The answer to that question affects how people receive the argument. If you’re progressive, and you know that the giver of the argument is a white male conservative living in Plano, Texas, you’ll probably dismiss it. By contrast, if you know the arguer is a black man living in Ferguson, Missouri, you’ll be much more open to it. The same goes for conservatives hearing arguments given by people they do or don’t trust.
I think this is true for just about all arguments for controversial conclusions. If someone you see as part of your ingroup argues for a conclusion you disagree with, you’ll be more open to it. But if someone you think of as part of your outgroup offers the very same argument, you’ll be less open to it. Is this rational?
You might think it’s not rational. After all, whether an argument is good or bad depends on the argument itself, not who’s giving it. To evaluate the argument by its giver is to engage in the ad hominem fallacy.
But most of the time, I think this is rational (largely because of considerations the philosopher Catarina Dutilh Novaes advances in her article, “The Role of Trust in Argumentation”).

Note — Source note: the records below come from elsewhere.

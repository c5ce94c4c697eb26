//! Full recipe view shown in a modal

use iced::widget::{button, checkbox, column, container, row, scrollable, text, Column, Space};
use iced::{Alignment, Background, Border, Element, Length, Padding};

use super::theme::{self, KitchenTheme};
use crate::model::{Recipe, RecipeIngredient, RecipeStep};

pub fn view<'a, Message: Clone + 'a>(
    recipe: &'a Recipe,
    is_checked: impl Fn(u32) -> bool,
    on_toggle: impl Fn(u32) -> Message + Clone + 'a,
    on_close: Message,
) -> Element<'a, Message> {
    let close = button(text("✕").size(18))
        .on_press(on_close)
        .padding(Padding::from([6.0, 12.0]))
        .style(theme::pill(KitchenTheme::BURGUNDY));

    let summary = container(
        text(format!(
            "{} • {} • {} servings",
            recipe.match_label(),
            recipe.cook_time,
            recipe.servings
        ))
        .size(14)
        .color(KitchenTheme::INK),
    )
    .padding(Padding::from([6.0, 16.0]))
    .style(|_theme| container::Style {
        background: Some(Background::Color(KitchenTheme::GOLD)),
        border: Border::default().rounded(16.0),
        ..Default::default()
    });

    let title = column![
        row![Space::with_width(Length::Fill), close],
        text(&recipe.name).size(30).color(KitchenTheme::BURGUNDY),
        summary,
    ]
    .spacing(12)
    .align_x(Alignment::Center);

    let ingredients = section(
        "🥕 Ingredients",
        if recipe.ingredients.is_empty() {
            column![placeholder("The chef left the shopping list blank.")]
        } else {
            Column::with_children(recipe.ingredients.iter().map(ingredient_line))
        },
    );

    let steps = section(
        "👨‍🍳 Instructions",
        if recipe.steps.is_empty() {
            column![placeholder("No steps for this one. Improvise!")]
        } else {
            Column::with_children(recipe.steps.iter().map(|step| {
                step_line(step, is_checked(step.number), on_toggle.clone())
            }))
        },
    );

    let body = column![
        title,
        row![ingredients, steps].spacing(24),
        container(text("✨ Bon appétit! ✨").size(18).color(KitchenTheme::BURGUNDY))
            .center_x(Length::Fill),
    ]
    .spacing(24)
    .padding(32);

    container(scrollable(body))
        .width(760)
        .max_height(640)
        .style(theme::card(28.0))
        .into()
}

fn section<'a, Message: 'a>(
    title: &'a str,
    items: Column<'a, Message>,
) -> Element<'a, Message> {
    container(
        column![
            text(title).size(20).color(KitchenTheme::BURGUNDY),
            items.spacing(10),
        ]
        .spacing(14),
    )
    .padding(20)
    .width(Length::FillPortion(1))
    .style(|_theme| container::Style {
        background: Some(Background::Color(KitchenTheme::WHITE)),
        border: Border {
            color: KitchenTheme::TAN,
            width: 1.5,
            radius: 18.0.into(),
        },
        ..Default::default()
    })
    .into()
}

fn placeholder<'a, Message: 'a>(message: &'a str) -> Element<'a, Message> {
    text(message).size(14).color(KitchenTheme::TAN).into()
}

fn ingredient_line<'a, Message: 'a>(ingredient: &'a RecipeIngredient) -> Element<'a, Message> {
    let (mark, color) = if ingredient.owned {
        ("✓", KitchenTheme::GREEN)
    } else {
        ("✕", KitchenTheme::RED)
    };

    let mut details = column![text(&ingredient.name).size(15).color(KitchenTheme::BROWN)];
    if !ingredient.amount.is_empty() {
        details = details.push(text(&ingredient.amount).size(13).color(KitchenTheme::INK));
    }

    row![
        container(text(mark).size(14))
            .width(26)
            .height(26)
            .center_x(26)
            .center_y(26)
            .style(move |_theme| container::Style {
                background: Some(Background::Color(color)),
                text_color: Some(KitchenTheme::WHITE),
                border: Border::default().rounded(13.0),
                ..Default::default()
            }),
        details,
        Space::with_width(Length::Fill),
        text(if ingredient.owned { "in your kitchen" } else { "to buy" })
            .size(12)
            .color(theme::fade(color, 0.8)),
    ]
    .spacing(10)
    .align_y(Alignment::Center)
    .into()
}

fn step_line<'a, Message: Clone + 'a>(
    step: &'a RecipeStep,
    checked: bool,
    on_toggle: impl Fn(u32) -> Message + 'a,
) -> Element<'a, Message> {
    let number = step.number;
    let instruction_color = if checked {
        theme::fade(KitchenTheme::BROWN, 0.5)
    } else {
        KitchenTheme::INK
    };

    row![
        checkbox(format!("{number}."), checked)
            .on_toggle(move |_| on_toggle(number))
            .size(20),
        text(&step.instruction)
            .size(15)
            .color(instruction_color)
            .width(Length::Fill),
    ]
    .spacing(12)
    .align_y(Alignment::Start)
    .into()
}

Here’s why: we all have limited time to figure out what to believe, and most of what we know, such as, for example, when Einstein was born, are things we know because people we trust say so. If we decided to investigate why we should believe everything we believe, we’d die before we got very far. So, because we all have limited time, we have to take almost everything we believe on trust. That’s why we want to know who’s giving an argument before we even investigate it. It’s another way of asking, “why should I waste any time on this?”
Obviously enough, this relates to writing under a pseudonym. If you don’t know who’s writing something, then it can make sense to dismiss it. After all, you have limited time, so why waste your time reading something that a stranger has written?

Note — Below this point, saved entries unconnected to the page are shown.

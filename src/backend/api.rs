//! HTTP client for the detection / recipe backend

use std::path::Path;

use reqwest::multipart::{Form, Part};
use reqwest::{Client, Response};
use serde::de::DeserializeOwned;

use super::error::{ApiError, Operation};
use super::types::{
    BackendRecipe, DetectResponse, ErrorBody, RecipesRequest, RecipesResponse, StatusResponse,
};
use crate::config::Config;
use crate::model::Ingredient;

/// A photo ready to be posted as the `file` form field
#[derive(Debug, Clone)]
pub struct ImageUpload {
    pub file_name: String,
    pub bytes: Vec<u8>,
}

impl ImageUpload {
    pub async fn from_path(path: &Path) -> Result<Self, ApiError> {
        let bytes = tokio::fs::read(path).await?;
        let file_name = path
            .file_name()
            .map(|n| n.to_string_lossy().to_string())
            .unwrap_or_else(|| "photo.jpg".to_string());
        Ok(Self { file_name, bytes })
    }

    fn mime(&self) -> &'static str {
        let ext = Path::new(&self.file_name)
            .extension()
            .map(|e| e.to_string_lossy().to_lowercase())
            .unwrap_or_default();
        match ext.as_str() {
            "jpg" | "jpeg" => "image/jpeg",
            "png" => "image/png",
            "webp" => "image/webp",
            "gif" => "image/gif",
            "bmp" => "image/bmp",
            _ => "application/octet-stream",
        }
    }
}

/// Client for communicating with the FastAPI backend
#[derive(Debug, Clone)]
pub struct BackendClient {
    client: Client,
    base_url: String,
}

impl BackendClient {
    pub fn new(config: &Config) -> Result<Self, ApiError> {
        let client = Client::builder()
            .timeout(config.request_timeout)
            .build()?;
        Ok(Self {
            client,
            base_url: config.api_base.clone(),
        })
    }

    pub fn base_url(&self) -> &str {
        &self.base_url
    }

    /// Check that the backend answers on its root route
    pub async fn status(&self) -> Result<String, ApiError> {
        let url = format!("{}/", self.base_url);
        let response = self.client.get(&url).send().await?;
        let status: StatusResponse = decode(check(response, Operation::Status).await?).await?;
        Ok(status.message)
    }

    /// Upload a photo and get back the ingredients the model saw
    pub async fn detect_ingredients(&self, upload: ImageUpload) -> Result<Vec<Ingredient>, ApiError> {
        let url = format!("{}/detect", self.base_url);
        tracing::info!("Detecting ingredients in {} ({} bytes)", upload.file_name, upload.bytes.len());

        let mime = upload.mime();
        let part = Part::bytes(upload.bytes)
            .file_name(upload.file_name)
            .mime_str(mime)?;
        let form = Form::new().part("file", part);

        let response = self.client.post(&url).multipart(form).send().await?;
        let body: DetectResponse = decode(check(response, Operation::Detect).await?).await?;

        let ingredients: Vec<Ingredient> = body
            .ingredients
            .unwrap_or_default()
            .into_iter()
            .map(|d| Ingredient::new(d.name, d.confidence.unwrap_or(0.0)))
            .collect();
        tracing::info!("Backend detected {} ingredients", ingredients.len());
        Ok(ingredients)
    }

    /// Ask the backend for recipes matching the given ingredient names
    pub async fn fetch_recipes(&self, ingredients: &[String]) -> Result<Vec<BackendRecipe>, ApiError> {
        let url = format!("{}/recipes", self.base_url);
        tracing::debug!("Matching recipes for {:?}", ingredients);

        let response = self
            .client
            .post(&url)
            .json(&RecipesRequest { ingredients })
            .send()
            .await?;
        let body: RecipesResponse = decode(check(response, Operation::Recipes).await?).await?;

        let recipes = body.recipes.unwrap_or_default();
        tracing::info!("Backend matched {} recipes", recipes.len());
        Ok(recipes)
    }

    /// Download raw bytes from an absolute URL (recipe artwork)
    pub async fn fetch_image(&self, url: &str) -> Result<Vec<u8>, ApiError> {
        let response = self.client.get(url).send().await?;
        let bytes = check(response, Operation::Image).await?.bytes().await?;
        Ok(bytes.to_vec())
    }
}

/// Turn a non-2xx response into `ApiError::Status`, reading `detail` if the
/// body carries one
async fn check(response: Response, operation: Operation) -> Result<Response, ApiError> {
    let status = response.status();
    if status.is_success() {
        return Ok(response);
    }

    let detail = match response.bytes().await {
        Ok(raw) => serde_json::from_slice::<ErrorBody>(&raw)
            .ok()
            .and_then(|body| body.detail_message()),
        Err(_) => None,
    };
    tracing::warn!("Backend {:?} call failed with {}: {:?}", operation, status, detail);

    Err(ApiError::Status {
        operation,
        status: status.as_u16(),
        detail,
    })
}

async fn decode<T: DeserializeOwned>(response: Response) -> Result<T, ApiError> {
    let raw = response.bytes().await?;
    serde_json::from_slice(&raw).map_err(|e| ApiError::Decode(e.to_string()))
}
//! Transient notifications

use std::time::{Duration, Instant};

#[derive(Debug, Clone, Copy, PartialEq, Eq)]
pub enum ToastKind {
    Success,
    Error,
    Info,
}

#[derive(Debug, Clone, PartialEq)]
pub struct Toast {
    pub message: String,
    pub kind: ToastKind,
    pub visible: bool,
    shown_at: Instant,
    duration: Duration,
}

impl Toast {
    pub fn new(message: impl Into<String>, kind: ToastKind, duration: Duration, now: Instant) -> Self {
        Self {
            message: message.into(),
            kind,
            visible: true,
            shown_at: now,
            duration,
        }
    }

    /// Fraction of display time left, `1.0` when just shown. A zero duration
    /// means the toast stays until closed.
    pub fn remaining(&self, now: Instant) -> f32 {
        if self.duration.is_zero() {
            return 1.0;
        }
        let elapsed = now.saturating_duration_since(self.shown_at);
        1.0 - (elapsed.as_secs_f32() / self.duration.as_secs_f32()).min(1.0)
    }

    pub fn is_expired(&self, now: Instant) -> bool {
        !self.duration.is_zero() && now.saturating_duration_since(self.shown_at) >= self.duration
    }

    pub fn has_timer(&self) -> bool {
        !self.duration.is_zero()
    }

    pub fn hide(&mut self) {
        self.visible = false;
    }
}

#[cfg(test)]
mod tests {
    use super::*;

    #[test]
    fn test_expires_after_duration() {
        let start = Instant::now();
        let toast = Toast::new("Added egg!", ToastKind::Success, Duration::from_millis(3000), start);

        assert!(!toast.is_expired(start + Duration::from_millis(2999)));
        assert!(toast.is_expired(start + Duration::from_millis(3000)));
        assert!((toast.remaining(start + Duration::from_millis(1500)) - 0.5).abs() < 1e-3);
        assert_eq!(toast.remaining(start + Duration::from_secs(10)), 0.0);
    }

    #[test]
    fn test_zero_duration_never_expires() {
        let start = Instant::now();
        let toast = Toast::new("sticky", ToastKind::Error, Duration::ZERO, start);
        assert!(!toast.is_expired(start + Duration::from_secs(3600)));
        assert_eq!(toast.remaining(start + Duration::from_secs(3600)), 1.0);
    }
}
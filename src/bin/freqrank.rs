//! Command-line wrapper around the counting-and-ranking pipeline.

use std::path::PathBuf;

use anyhow::Context;
use clap::Parser;

use freqrank::{Lexicon, Pipeline, PipelineConfig};

/// Count word frequencies in a text corpus and rank them, highest first.
#[derive(Parser)]
#[command(name = "freqrank", version, about)]
struct Cli {
    /// Input corpus (one record per line).
    input: PathBuf,

    /// Destination for the ranked `<count>\t<token>` output.
    output: PathBuf,

    /// Location of the intermediate token-count store.
    #[arg(long, default_value = "word-count-temp")]
    intermediate: PathBuf,

    /// Number of counting partitions. Output is identical for any value.
    #[arg(long, default_value_t = 1)]
    partitions: usize,

    /// Punctuation symbol list, one symbol per line (defaults to the
    /// embedded list).
    #[arg(long)]
    punctuation: Option<PathBuf>,

    /// Stop-word list, one word per line (defaults to the embedded list).
    #[arg(long)]
    stop_words: Option<PathBuf>,

    /// Print the run report as JSON on stdout.
    #[arg(long)]
    json_report: bool,
}

fn main() -> anyhow::Result<()> {
    env_logger::init();
    let cli = Cli::parse();

    // Reference lists are required for correctness; a load failure aborts
    // before any input is processed.
    let custom;
    let lexicon = if cli.punctuation.is_some() || cli.stop_words.is_some() {
        custom = Lexicon::load(cli.punctuation.as_deref(), cli.stop_words.as_deref())?;
        &custom
    } else {
        Lexicon::global()
    };

    let config = PipelineConfig {
        input: cli.input,
        intermediate: cli.intermediate,
        output: cli.output.clone(),
        partitions: cli.partitions,
    };

    let mut pipeline = Pipeline::new(lexicon, config);
    let report = pipeline.run().context("pipeline failed")?;

    if cli.json_report {
        println!("{}", serde_json::to_string_pretty(&report)?);
    } else {
        println!(
            "ranked {} distinct tokens ({} occurrences) into {}",
            report.distinct_tokens,
            report.total_occurrences,
            cli.output.display()
        );
    }
    Ok(())
}
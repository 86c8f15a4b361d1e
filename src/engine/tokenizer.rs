//! Line tokenizer producing normalized, filtered tokens.

use crate::engine::normalize::Normalizer;
use crate::lexicon::Lexicon;

/// Deterministic tokenizer: the same line always yields the same token
/// sequence, so re-running a unit of work is always safe.
pub struct Tokenizer<'a> {
    normalizer: Normalizer<'a>,
}

impl<'a> Tokenizer<'a> {
    /// Create a tokenizer over the given lexicon.
    pub fn new(lexicon: &'a Lexicon) -> Self {
        Self {
            normalizer: Normalizer::new(lexicon),
        }
    }

    /// Tokenizer over the process-wide lexicon.
    pub fn with_global() -> Tokenizer<'static> {
        Tokenizer::new(Lexicon::global())
    }

    /// Tokenize one line into normalized tokens, in input order, duplicates
    /// included. Empty and whitespace-only lines yield no tokens.
    ///
    /// The line is lowercased and stripped of punctuation before the
    /// whitespace split; each candidate is stripped once more at token
    /// granularity (a no-op when the line pass already removed everything)
    /// and then filtered through [`Normalizer::is_valid_token`].
    pub fn tokenize(&self, line: &str) -> Vec<String> {
        let stripped = self.normalizer.remove_punctuation(&line.to_lowercase());
        stripped
            .split_whitespace()
            .map(|candidate| self.normalizer.remove_punctuation(candidate))
            .filter(|token| self.normalizer.is_valid_token(token))
            .collect()
    }
}
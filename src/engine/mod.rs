//! Core counting and ranking algorithms. Pure computation only; durable
//! stores and stage sequencing live in `store` and `pipeline`.

pub mod aggregate;
pub mod normalize;
pub mod rank;
pub mod tokenizer;

pub use aggregate::CountAggregator;
pub use normalize::Normalizer;
pub use rank::{descending_count_order, sort_ranked};
pub use tokenizer::Tokenizer;
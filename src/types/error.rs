//! Crate-wide error type and result alias.

use std::path::PathBuf;

use thiserror::Error;

use crate::pipeline::Stage;

/// Result alias used throughout the crate.
pub type FreqResult<T> = Result<T, FreqError>;

/// Errors surfaced by the counting and ranking pipeline.
#[derive(Debug, Error)]
pub enum FreqError {
    /// A punctuation or stop-word resource could not be loaded. Fatal:
    /// reference data is required for correctness, so nothing is processed
    /// without it.
    #[error("failed to load {resource} list from {path}: {source}")]
    ResourceLoad {
        resource: &'static str,
        path: PathBuf,
        #[source]
        source: std::io::Error,
    },

    /// An intermediate-store line did not parse as `<token>\t<count>`.
    /// Always surfaced as a stage failure, never skipped or read as zero.
    #[error("malformed intermediate record at line {line}: {content:?}")]
    MalformedRecord { line: usize, content: String },

    /// A stage did not run to completion. The pipeline stays in the failed
    /// stage so the caller can retry it whole.
    #[error("{stage} stage did not complete: {source}")]
    StageIncomplete {
        stage: Stage,
        #[source]
        source: Box<FreqError>,
    },

    /// A stage was invoked while the pipeline was in a different state.
    #[error("pipeline is in the {actual} state, expected {expected}")]
    StageOrder { expected: Stage, actual: Stage },

    #[error("I/O error: {0}")]
    Io(#[from] std::io::Error),
}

I have two answers to this. First, there are some arguments where you don’t actually have to know very much to assess them. Here’s one: “every action you do is either caused to happen or it isn’t. If it’s caused to happen, then it isn’t free. If it isn’t caused to happen, then it’s random, and if it’s random, then it isn’t free. So, no action is free.” Questions of “why should I believe you?” don’t really come up so much with this argument – the argument is straightforward. And the thing is, philosophical arguments are often like this–they are easy enough to comprehend, and they don’t involve reliance on controversial empirical facts or interpretations of them. So, philosophy is a field where who’s giving the argument is often less important than the argument itself.
Second, though it’s usually rational to consider or dismiss an argument based on who gives it, it isn’t always rational. Imagine, for example, that you’re in what’s nowadays called an “epistemic bubble“—you’re surrounded by people who agree with you about all the big issues. If you’re in an epistemic bubble, you run the risk of believing lots of things without good reason. After all, in an epistemic bubble, no one calls anyone else on their bullshit, and so people get out of the habit of finding good reasons for believing what they believe–they don’t need to! So, if you’re in an epistemic bubble, you have good reason to want to get out, at least if you want to have good reasons for your beliefs.
And there’s another problem with epistemic bubbles: the more you get used to people agreeing with you about everything, the more bracing disagreement starts to feel to you. (If you don’t believe me, and you’re a progressive, try reading National Review. If you’re a conservative, try reading Slate. In other words, the longer you’re in an epistemic bubble, the more reason you have to get out, but the longer you’re in such a bubble, the harder it is to get out.
One way out of this is to read people whose identity you don’t know. If you don’t know whether someone is conservative or progressive, or anywhere in-between or to the side, then you have no choice but to consider the argument itself. And that might just allow you to burst your bubble.